Remember when there used to be these things called "machine shops" and "Radio Shacks" and "parts stores" that people who built things frequented? Now most people have to call AAA if they get a flat tire. Changing their own oil is out of the question. "Eww, dirty oil, on my clean fingernails?" Many couldn't tell you which end is which on a screwdriver if their life depended on it.

I'd say these concepts are pretty essential, especially for any nation entertaining delusions of waging Total War against other big and powerful nations. Wasteful and foolish nations lose wars.

CrulesAll|1 month ago

Beyond engineering itself, strictly computer engineering? How many coders have no idea what goes on behind an IDE. Have not even the slightest notion how a computer works.
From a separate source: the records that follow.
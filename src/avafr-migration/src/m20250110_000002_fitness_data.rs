use sea_orm_migration::prelude::*;

#[derive(DeriveMigrationName)]
pub struct Migration;

#[async_trait::async_trait]
impl MigrationTrait for Migration {
    async fn up(&self, manager: &SchemaManager) -> Result<(), DbErr> {
        manager
            .create_table(
                Table::create()
                    .table(FitnessData::Table)
                    .if_not_exists()
                    .col(
                        ColumnDef::new(FitnessData::Id)
                            .uuid()
                            .not_null()
                            .primary_key(),
                    )
                    .col(ColumnDef::new(FitnessData::UserId).string_len(64).not_null())
                    .col(ColumnDef::new(FitnessData::DataType).string_len(16).not_null())
                    .col(ColumnDef::new(FitnessData::Data).json().not_null())
                    .col(ColumnDef::new(FitnessData::CreatedAt).date_time().not_null())
                    .to_owned(),
            )
            .await
    }

    async fn down(&self, manager: &SchemaManager) -> Result<(), DbErr> {
        manager
            .drop_table(Table::drop().table(FitnessData::Table).to_owned())
            .await
    }
}

#[derive(Iden)]
pub enum FitnessData {
    Table,
    Id,
    UserId,
    DataType,
    Data,
    CreatedAt,
}
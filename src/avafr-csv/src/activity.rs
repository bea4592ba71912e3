use std::path::Path;

use avafr_types::ActivityRecord;

use crate::{CsvError, Loaded, table::read_rows};

const REQUIRED: [&str; 8] = [
    "Id",
    "ActivityDate",
    "TotalSteps",
    "VeryActiveMinutes",
    "FairlyActiveMinutes",
    "LightlyActiveMinutes",
    "SedentaryMinutes",
    "Calories",
];

/// Loads a `dailyActivity` export.
pub fn load_activity(path: impl AsRef<Path>) -> Result<Loaded<ActivityRecord>, CsvError> {
    read_rows(path.as_ref(), &REQUIRED, |row| {
        Ok(ActivityRecord {
            user_id: row.user_id("Id")?,
            date: row.date("ActivityDate")?,
            total_steps: row.count("TotalSteps")?,
            total_distance: row.float_or_zero("TotalDistance")?,
            very_active_minutes: row.minutes("VeryActiveMinutes")?,
            fairly_active_minutes: row.minutes("FairlyActiveMinutes")?,
            lightly_active_minutes: row.minutes("LightlyActiveMinutes")?,
            sedentary_minutes: row.minutes("SedentaryMinutes")?,
            calories: row.count("Calories")?,
        })
    })
}

#[cfg(test)]
mod tests {
    use chrono::NaiveDate;

    use super::*;
    use crate::test_files::csv_file;

    #[test]
    fn loads_fitbit_export() {
        let file = csv_file(
            "Id,ActivityDate,TotalSteps,TotalDistance,TrackerDistance,VeryActiveMinutes,FairlyActiveMinutes,LightlyActiveMinutes,SedentaryMinutes,Calories\n\
             1503960366,4/12/2016,13162,8.5,8.5,25,13,328,728,1985\n\
             1503960366,4/13/2016,10735,6.96999979019165,6.96999979019165,21,19,217,776,1797\n",
        );

        let loaded = load_activity(file.path()).unwrap();
        assert_eq!(loaded.rows_read, 2);
        assert_eq!(loaded.skipped, 0);

        let first = loaded.records[0];
        assert_eq!(first.user_id, 1503960366);
        assert_eq!(first.date, NaiveDate::from_ymd_opt(2016, 4, 12).unwrap());
        assert_eq!(first.total_active_minutes(), 25 + 13 + 328);
        assert_eq!(first.sedentary_minutes, 728);
    }

    #[test]
    fn header_whitespace_is_ignored() {
        let file = csv_file(
            " Id , ActivityDate ,TotalSteps,VeryActiveMinutes,FairlyActiveMinutes,LightlyActiveMinutes,SedentaryMinutes,Calories\n\
             1,4/12/2016,100,1,2,3,4,5\n",
        );

        let loaded = load_activity(file.path()).unwrap();
        assert_eq!(loaded.records.len(), 1);
        assert_eq!(loaded.records[0].total_distance, 0.0);
    }

    #[test]
    fn malformed_rows_are_skipped() {
        let file = csv_file(
            "Id,ActivityDate,TotalSteps,VeryActiveMinutes,FairlyActiveMinutes,LightlyActiveMinutes,SedentaryMinutes,Calories\n\
             1,4/12/2016,100,1,2,3,4,5\n\
             1,not-a-date,100,1,2,3,4,5\n\
             1,4/14/2016,lots,1,2,3,4,5\n\
             2,4/12/2016,200,1,2,3,4,5\n",
        );

        let loaded = load_activity(file.path()).unwrap();
        assert_eq!(loaded.rows_read, 4);
        assert_eq!(loaded.skipped, 2);
        assert_eq!(loaded.records.len(), 2);
    }

    #[test]
    fn minutes_beyond_one_day_are_skipped() {
        let file = csv_file(
            "Id,ActivityDate,TotalSteps,VeryActiveMinutes,FairlyActiveMinutes,LightlyActiveMinutes,SedentaryMinutes,Calories\n\
             1,4/12/2016,100,3000000000,3000000000,3,4,5\n\
             1,4/13/2016,100,1440,0,0,0,5\n",
        );

        let loaded = load_activity(file.path()).unwrap();
        assert_eq!(loaded.skipped, 1);
        assert_eq!(loaded.records.len(), 1);
        assert_eq!(loaded.records[0].very_active_minutes, 1440);
    }

    #[test]
    fn missing_column_is_an_error() {
        let file = csv_file("Id,ActivityDate\n1,4/12/2016\n");

        let err = load_activity(file.path()).unwrap_err();
        assert!(matches!(
            err,
            CsvError::MissingColumn {
                column: "TotalSteps",
                ..
            }
        ));
    }

    #[test]
    fn missing_file_is_reported() {
        let err = load_activity("/definitely/not/here.csv").unwrap_err();
        assert!(matches!(err, CsvError::FileNotFound(_)));
    }
}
Who thinks building a computer means watching a Youtube video and buying ready made parts, putting them together, and then think they should be employed by NASA.

To begin: Math, Linux, Devops, C, and Assembly. Not a youtube video. Not arithmetic. Learn to the point that you could be employed by any of the above as a senior. And don't fear failure. Keep doing it until you understand it.

sigotirandolas|1 month ago

I hope this too but it's not a given, IMO. Previously people without technical chops failed quickly by being unable to deliver working code, now they can deliver mediocre code with the damage only becoming clear years later. It breaks the "can deliver code --> good technical ability" proxy and even after the initial damage wave, it's unclear if we will find a better proxy.